I'm a bit slow on this ... but for those who may be as yet unaware, April is Autism Awareness month.
It's April. And I am aware. Because I live on the spectrum with my son. My oldest, my first-born. And I'm lucky, because sometimes I get to take a vacation.
Which is not where I meant to go with this post, to the fact that Asperger's Syndrome is a forever thing, and that sometimes it makes me sad for the things that he'll miss, the things that will be harder for him. And for his siblings, too. But it's the wee hours of a Friday and my brain isn't firing on all cylinders, because by Friday, I'm usually pretty darn sleep deprived. And after a long week, those rose-colored glasses slip a little down your nose, and not everything is so cheery.
Which I guess is why, when I started thinking about how I'd blog for Autism Awareness, I kept thinking, how much more aware can I be? My kid's very high functioning, and I know that means there's a lot about autism I don't know. But I am aware of his kind of autism. I'm aware of his triggers, his tantrums, and the things that bring him back. I'm aware of how he talks, and how to listen so he feels like he's heard. I know how to help my other two get a word in edgewise so they can feel heard, too. I get them. And I get him.
And then I read this lesson plan on autism from the PBS NewsHour written by my friend at Bigger Box of Crayons. It's a cool lesson plan. A way for kids to learn about other kids, to open their minds and their hearts, to learn something new that will make them better, kinder, more patient people. A way to make a difference for people like my son and the many others who live on the spectrum with him.
The best lesson plans teach the teachers, too. And sometimes even the parents.
My son was my first. And some things that might have been little tiny red flags from a baby Peabo didn't resonate with me as anything other than quirky. Maybe because I had nothing to compare them to. As an infant, he wouldn't let anyone but me and his dad hold him. He never made eye contact for long. He was eight weeks old when I flew him across the country to visit his grandparents for the first time, and he pitched a tantrum so long and so strong over the change in his routine that I had to call a doctor friend for help (she said, "drink a beer," and whaddya know, it worked).
And when he learned to speak, he only learned the nouns. Just the nouns.
His very first word was "happy." I know, that sounds like an adjective, doesn't it? Not to mention an emotion, which Aspies are notorious for misreading. But for Peabo it was neither.
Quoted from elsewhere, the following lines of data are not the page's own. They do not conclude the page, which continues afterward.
//! Bounded map hosting one mover and a set of spots.
//!
//! The [`Field`] only stores handles. Ownership rules (one field per spot,
//! one mover per field and vice versa) are enforced by the operations in
//! [`crate::systems::field`].

use bevy_ecs::prelude::{Component, Entity};
use smallvec::SmallVec;

use crate::components::mapposition::Vector2;

#[derive(Component, Clone, Debug)]
pub struct Field {
    pub width: f32,
    pub height: f32,
    pub(crate) spots: SmallVec<[Entity; 8]>,
    pub(crate) mover: Option<Entity>,
}

impl Field {
    pub fn new(width: f32, height: f32) -> Self {
        Field {
            width,
            height,
            spots: SmallVec::new(),
            mover: None,
        }
    }

    /// Spots in registration order.
    pub fn spots(&self) -> &[Entity] {
        &self.spots
    }

    pub fn mover(&self) -> Option<Entity> {
        self.mover
    }

    pub fn contains(&self, pos: Vector2) -> bool {
        (0.0..=self.width).contains(&pos.x) && (0.0..=self.height).contains(&pos.y)
    }

    pub fn has_spot(&self, spot: Entity) -> bool {
        self.spots.contains(&spot)
    }
}
//! Visibility marker.
//!
//! The rendering layer skips entities carrying [`Hidden`]. A broadcasting
//! mover is hidden for the duration of its live.

use bevy_ecs::prelude::Component;

/// Tag component for entities that should not be drawn.
#[derive(Component, Clone, Debug)]
pub struct Hidden;
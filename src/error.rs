//! Error type shared by every world-level operation.
//!
//! Failures fall in three groups:
//! - precondition violations: the entity is in the wrong state or belongs to
//!   the wrong owner for the requested transition. The call has no effect.
//! - validation errors: a non-positive speed, interval, fps or spacing was
//!   supplied. The previous value is kept.
//! - configuration errors: the INI or JSON input could not be read.
//!
//! Registering the same entity twice with the same owner is not an error.

use bevy_ecs::prelude::Entity;
use thiserror::Error;

/// Error returned by the `onair` operations.
#[derive(Debug, Error)]
pub enum OnAirError {
    #[error("entity {0} is not a mover")]
    NotAMover(Entity),
    #[error("entity {0} is not a spot")]
    NotASpot(Entity),
    #[error("entity {0} is not a field")]
    NotAField(Entity),
    #[error("entity {0} is not a screen")]
    NotAScreen(Entity),
    #[error("entity {0} is not a comment deployer")]
    NotADeployer(Entity),
    #[error("entity {0} is not a comment supplier")]
    NotASupplier(Entity),

    #[error("mover {0} does not stand on a field")]
    MoverNotOnField(Entity),
    #[error("mover {mover} already stands on field {field}")]
    MoverOnOtherField { mover: Entity, field: Entity },
    #[error("field {field} already hosts mover {mover}")]
    FieldOccupied { field: Entity, mover: Entity },
    #[error("spot {spot} belongs to field {field}")]
    SpotOnOtherField { spot: Entity, field: Entity },
    #[error("spot {0} is not deployed on a field")]
    SpotNotDeployed(Entity),
    #[error("spot {0} is disabled")]
    SpotDisabled(Entity),
    #[error("spot {spot} lies outside field {field}")]
    SpotOutOfBounds { spot: Entity, field: Entity },
    #[error("spot {0} has no screen attached")]
    SpotWithoutScreen(Entity),
    #[error("spot {spot} is already attached to screen {screen}")]
    ScreenAlreadyAttached { spot: Entity, screen: Entity },
    #[error("spot {0} is the current destination")]
    IsDestination(Entity),
    #[error("field {0} has no mover")]
    NoMoverOnField(Entity),

    #[error("mover {0} has no location yet")]
    Unlocated(Entity),
    #[error("mover {0} is already moving")]
    AlreadyMoving(Entity),
    #[error("mover {0} is not moving")]
    NotMoving(Entity),
    #[error("mover {0} is on air")]
    OnAir(Entity),
    #[error("mover {0} is not on air")]
    NotOnAir(Entity),
    #[error("mover {0} is not staying at a spot")]
    NotStaying(Entity),
    #[error("mover has not arrived at spot {0}")]
    NotArrived(Entity),
    #[error("mover {0} is not a broadcaster")]
    NotBroadcaster(Entity),
    #[error("live `{given}` does not match `{expected}` registered on spot {spot}")]
    LiveMismatch {
        spot: Entity,
        expected: &'static str,
        given: &'static str,
    },
    #[error("screen {0} is already broadcasting")]
    ScreenBusy(Entity),
    #[error("screen {0} is still running the live of this mover")]
    LiveStillRunning(Entity),
    #[error("screen {0} has no live on air")]
    ScreenIdle(Entity),
    #[error("entity {0} is not a canvas")]
    NotACanvas(Entity),
    #[error("comment deployer {0} has no container")]
    NoContainer(Entity),

    #[error("invalid {what}: {value} (must be positive)")]
    InvalidValue { what: &'static str, value: f64 },

    #[error("config error: {0}")]
    Config(String),
    #[error("comment script error: {0}")]
    Script(#[from] serde_json::Error),
}

/// Reject non-positive or non-finite values.
pub(crate) fn positive(what: &'static str, value: f64) -> Result<f64, OnAirError> {
    if value.is_finite() && value > 0.0 {
        Ok(value)
    } else {
        Err(OnAirError::InvalidValue { what, value })
    }
}

/// Like [`positive`], for values stored as `f32`. The check is repeated after
/// narrowing so overflow to infinity or underflow to zero is rejected too.
pub(crate) fn positive_f32(what: &'static str, value: f64) -> Result<f32, OnAirError> {
    let narrowed = positive(what, value)? as f32;
    if narrowed.is_finite() && narrowed > 0.0 {
        Ok(narrowed)
    } else {
        Err(OnAirError::InvalidValue { what, value })
    }
}
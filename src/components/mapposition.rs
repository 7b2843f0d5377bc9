//! World-space position of movers, spots and comment views.

use bevy_ecs::prelude::Component;
use serde::{Deserialize, Serialize};

/// Plain 2D vector in field units.
#[derive(Copy, Clone, Debug, Default, PartialEq, Serialize, Deserialize)]
pub struct Vector2 {
    pub x: f32,
    pub y: f32,
}

impl Vector2 {
    pub const fn new(x: f32, y: f32) -> Self {
        Vector2 { x, y }
    }

    /// Euclidean distance to `other`.
    pub fn distance(self, other: Vector2) -> f32 {
        let dx = other.x - self.x;
        let dy = other.y - self.y;
        (dx * dx + dy * dy).sqrt()
    }

    /// Linearly interpolate towards `other`.
    pub fn lerp(self, other: Vector2, t: f32) -> Vector2 {
        Vector2 {
            x: self.x + (other.x - self.x) * t,
            y: self.y + (other.y - self.y) * t,
        }
    }
}

/// Position of an entity. A mover without this component has not been placed.
#[derive(Component, Clone, Copy, Debug, PartialEq)]
pub struct MapPosition {
    pub pos: Vector2,
}

impl MapPosition {
    pub fn new(x: f32, y: f32) -> Self {
        MapPosition {
            pos: Vector2 { x, y },
        }
    }
}

#[cfg(test)]
mod tests {
    use super::*;

    const EPSILON: f32 = 1e-6;

    fn approx_eq(a: f32, b: f32) -> bool {
        (a - b).abs() < EPSILON
    }

    #[test]
    fn test_distance_345() {
        let a = Vector2::new(0.0, 0.0);
        let b = Vector2::new(3.0, 4.0);
        assert!(approx_eq(a.distance(b), 5.0));
        assert!(approx_eq(b.distance(a), 5.0));
    }

    #[test]
    fn test_lerp_endpoints_and_midpoint() {
        let a = Vector2::new(10.0, -10.0);
        let b = Vector2::new(20.0, 10.0);
        assert_eq!(a.lerp(b, 0.0), a);
        assert_eq!(a.lerp(b, 1.0), b);
        let mid = a.lerp(b, 0.5);
        assert!(approx_eq(mid.x, 15.0));
        assert!(approx_eq(mid.y, 0.0));
    }
}
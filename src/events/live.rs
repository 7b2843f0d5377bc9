//! Broadcast lifecycle notifications.

use bevy_ecs::prelude::*;

use crate::components::live::LiveKind;

/// A live went on air on `screen`.
#[derive(Event, Debug, Clone, Copy, PartialEq, Eq)]
pub struct LiveStartedEvent {
    pub screen: Entity,
    pub mover: Entity,
    pub spot: Entity,
    pub live: LiveKind,
}

/// The broadcast ended and the mover is back at the spot.
#[derive(Event, Debug, Clone, Copy, PartialEq, Eq)]
pub struct LiveEndedEvent {
    pub mover: Entity,
    pub spot: Entity,
    /// The terminated live.
    pub live: LiveKind,
}
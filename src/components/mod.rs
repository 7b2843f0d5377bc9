//! ECS components for entities.
//!
//! Submodules overview:
//! - [`commentdeployer`] – canvas, comment views and the row placement rule
//! - [`commentsupplier`] – timed rotation of conditionally gated comments
//! - [`condition`] – data-driven predicates over world signals
//! - [`field`] – bounded area owning spots and at most one mover
//! - [`hidden`] – marker for entities whose view is hidden
//! - [`live`] – pluggable broadcast capability and its factory token
//! - [`mapposition`] – world-space position for an entity
//! - [`mover`] – roaming actor state (player or broadcaster)
//! - [`screen`] – single-slot broadcast presenter
//! - [`spot`] – discrete destination on a field
//! - [`travel`] – in-flight eased interpolation towards a spot

pub mod commentdeployer;
pub mod commentsupplier;
pub mod condition;
pub mod field;
pub mod hidden;
pub mod live;
pub mod mapposition;
pub mod mover;
pub mod screen;
pub mod spot;
pub mod travel;
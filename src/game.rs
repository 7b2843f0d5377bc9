//! World setup and the per-tick schedule.
//!
//! [`Game`] owns the ECS world, inserts the shared resources and runs the
//! systems in a fixed order each tick:
//!
//! 1. `update_world_time`
//! 2. `travel_system`
//! 3. `live_update_system`
//! 4. `comment_supply_system`
//! 5. `comment_deploy_system`
//!
//! The `spawn_*` helpers fill in the tunables from [`GameConfig`].

use bevy_ecs::prelude::*;

use crate::components::commentsupplier::CommentSchema;
use crate::components::mapposition::Vector2;
use crate::components::mover::{Mover, MoverFlavor};
use crate::error::OnAirError;
use crate::resources::gameconfig::GameConfig;
use crate::resources::textmetrics::TextMetrics;
use crate::resources::worldsignals::WorldSignals;
use crate::resources::worldtime::WorldTime;
use crate::systems::comment::{
    comment_deploy_system, comment_supply_system, spawn_comment_deployer, spawn_comment_supplier,
};
use crate::systems::mover::spawn_mover;
use crate::systems::screen::live_update_system;
use crate::systems::time::update_world_time;
use crate::systems::travel::travel_system;

pub struct Game {
    world: World,
    schedule: Schedule,
}

impl Game {
    pub fn new(config: GameConfig) -> Self {
        let mut world = World::new();
        world.insert_resource(WorldTime::default().with_time_scale(1.0));
        world.insert_resource(WorldSignals::default());
        world.insert_resource(TextMetrics {
            glyph_width: config.glyph_width,
        });
        world.insert_resource(config);

        let mut schedule = Schedule::default();
        schedule.add_systems(
            (
                travel_system,
                live_update_system,
                comment_supply_system,
                comment_deploy_system,
            )
                .chain(),
        );

        Game { world, schedule }
    }

    /// Advance the simulation by `dt` seconds.
    pub fn tick(&mut self, dt: f32) {
        update_world_time(&mut self.world, dt);
        self.schedule.run(&mut self.world);
        self.world.clear_trackers();
    }

    pub fn world(&self) -> &World {
        &self.world
    }

    pub fn world_mut(&mut self) -> &mut World {
        &mut self.world
    }

    pub fn config(&self) -> &GameConfig {
        self.world.resource::<GameConfig>()
    }

    /// Spawn a mover of `flavor` with the configured speed and easing.
    pub fn spawn_mover(
        &mut self,
        flavor: MoverFlavor,
        pos: Option<Vector2>,
    ) -> Result<Entity, OnAirError> {
        let (speed, easing) = {
            let c = self.config();
            (c.mover_speed, c.mover_easing)
        };
        let mover = Mover::new(flavor, speed)?.with_easing(easing);
        Ok(spawn_mover(&mut self.world, mover, pos))
    }

    /// Spawn a supplier with the configured interval and fps.
    pub fn spawn_comment_supplier(
        &mut self,
        schemas: Vec<CommentSchema>,
    ) -> Result<Entity, OnAirError> {
        let (interval_ms, fps) = {
            let c = self.config();
            (c.comment_interval_ms, c.comment_fps)
        };
        spawn_comment_supplier(&mut self.world, schemas, interval_ms, fps)
    }

    /// Spawn a deployer with the configured scroll speed and row spacing.
    pub fn spawn_comment_deployer(
        &mut self,
        container: Option<Entity>,
    ) -> Result<Entity, OnAirError> {
        let (speed, spacing) = {
            let c = self.config();
            (c.scroll_speed, c.row_spacing)
        };
        spawn_comment_deployer(&mut self.world, speed, spacing, container)
    }
}
//! OnAir simulation core.
//!
//! This crate exposes the ECS components, resources, systems, and events of
//! the mover/spot/screen broadcast state machine and the scrolling comment
//! pipeline, for use by a host engine and in integration tests.

pub mod components;
pub mod error;
pub mod events;
pub mod game;
pub mod resources;
pub mod systems;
It was the first word in his favorite book. So for him, "happy" meant "book," which is most decidedly a noun, a big ole person-place-or-thing kind of noun. Every word that followed was a noun, too, until sometime after his second birthday, after he'd labeled his world and the whole alphabet and given every letter its sound.
Six months later he was reading. Because letters and sounds are objects, too, just like nouns, and his brain is an object-oriented database.
He processes the world in objects. In nouns.
Now I am more aware. Because his parsing his world into parts of speech makes sense to his grammar nut of a mom. His world is just a little clearer to me. And maybe that will give me another way to help him.
If you're feeling more aware, too, take the next step and do something about it. If you're a parent or a teacher, put that lesson plan to work and teach people - of all ages - to understand. E-mail your legislator and beg for increased funding for special education and autism research. Help. It will make a difference.
Because my son lives on the spectrum, surrounded by nouns.
Though I'm very glad that "happy" is one of them. Even if it's an adjective.